* _Problem requirements_: Show the lines below that contain the string "SensorBackend".

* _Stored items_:
/// HWiNFO's shared sensor table. With "Gadget" reporting enabled HWiNFO mirrors
/// the selected sensors into `HKCU\Software\HWiNFO64\VSB` as numbered value
/// groups: `LabelN`, `ValueN` (formatted, with unit) and `ValueRawN`.
///
/// The table carries no sensor type, so the category is inferred from the unit
/// suffix of the formatted value.
use super::{label_matches, SensorBackend, SensorCategory, SensorError, SensorSource};

pub const VSB_KEY: &str = r"Software\HWiNFO64\VSB";

/// One parsed `LabelN`/`ValueN`/`ValueRawN` group.
#[derive(Debug, Clone, PartialEq)]
pub struct RegistryEntry {
    pub label: String,
    pub category: SensorCategory,
    pub value: f64,
}

/// Builds an entry from the raw registry strings. Returns `None` when the unit
/// is not one of ours or the raw value does not parse.
pub fn parse_entry(label: &str, formatted: &str, raw: &str) -> Option<RegistryEntry> {
    let (category, scale) = unit_category(formatted)?;
    // HWiNFO follows the user's locale for the decimal separator.
    let value: f64 = raw.trim().replace(',', ".").parse().ok()?;
    Some(RegistryEntry {
        label: label.to_string(),
        category,
        value: value * scale,
    })
}

/// Category and multiplier to the category's canonical unit.
fn unit_category(formatted: &str) -> Option<(SensorCategory, f64)> {
    let unit = formatted
        .trim()
        .trim_start_matches(|c: char| c.is_ascii_digit() || c == '.' || c == ',' || c == '-')
        .trim();
    match unit {
        "°C" | "C" => Some((SensorCategory::Temperature, 1.0)),
        "%" => Some((SensorCategory::Load, 1.0)),
        "MHz" => Some((SensorCategory::Clock, 1.0)),
        "GHz" => Some((SensorCategory::Clock, 1000.0)),
        "GB" => Some((SensorCategory::Data, 1.0)),
        "MB" => Some((SensorCategory::Data, 1.0 / 1024.0)),
        _ => None,
    }
}

pub struct RegistrySource {
    available: bool,
}

impl RegistrySource {
    pub fn detect() -> Self {
        let available = match imp::read_entries() {
            Ok(entries) if !entries.is_empty() => {
                log::info!("HWiNFO sensor table found ({} entries)", entries.len());
                true
            }
            Ok(_) => false,
            Err(e) => {
                log::debug!("HWiNFO sensor table not readable: {e}");
                false
            }
        };
        Self { available }
    }
}

impl SensorSource for RegistrySource {
    fn backend(&self) -> SensorBackend {
        SensorBackend::Registry
    }

    fn is_available(&self) -> bool {
        self.available
    }

    fn query(
        &mut self,
        category: SensorCategory,
        fragments: &[&str],
    ) -> Result<Vec<f64>, SensorError> {
        if !self.available {
            return Err(SensorError::Unavailable(SensorBackend::Registry));
        }
        // The table is rewritten in place on every HWiNFO poll; re-read it each time.
        let entries = imp::read_entries().map_err(|e| SensorError::Query {
            backend: SensorBackend::Registry,
            detail: e.to_string(),
        })?;
        Ok(entries
            .into_iter()
            .filter(|e| e.category == category && label_matches(&e.label, fragments))
            .map(|e| e.value)
            .collect())
    }
}

#[cfg(windows)]
mod imp {
    use std::io;
    use winreg::enums::HKEY_CURRENT_USER;
    use winreg::RegKey;

    use super::{parse_entry, RegistryEntry, VSB_KEY};

    pub fn read_entries() -> io::Result<Vec<RegistryEntry>> {
        let key = RegKey::predef(HKEY_CURRENT_USER).open_subkey(VSB_KEY)?;
        let mut entries = Vec::new();
        for index in 0.. {
            let Ok(label) = key.get_value::<String, _>(format!("Label{index}")) else {
                break;
            };
            let formatted: String = key.get_value(format!("Value{index}")).unwrap_or_default();
            let raw: String = key.get_value(format!("ValueRaw{index}")).unwrap_or_default();
            if let Some(entry) = parse_entry(&label, &formatted, &raw) {
                entries.push(entry);
            }
        }
        Ok(entries)
    }
}

#[cfg(not(windows))]
mod imp {
    use std::io;

    use super::RegistryEntry;

    pub fn read_entries() -> io::Result<Vec<RegistryEntry>> {
        Err(io::Error::new(
            io::ErrorKind::Unsupported,
            "the HWiNFO registry table only exists on Windows",
        ))
    }
}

* _Result_:
use super::{label_matches, SensorBackend, SensorCategory, SensorError, SensorSource};
    fn backend(&self) -> SensorBackend {
        SensorBackend::Registry
            return Err(SensorError::Unavailable(SensorBackend::Registry));
            backend: SensorBackend::Registry,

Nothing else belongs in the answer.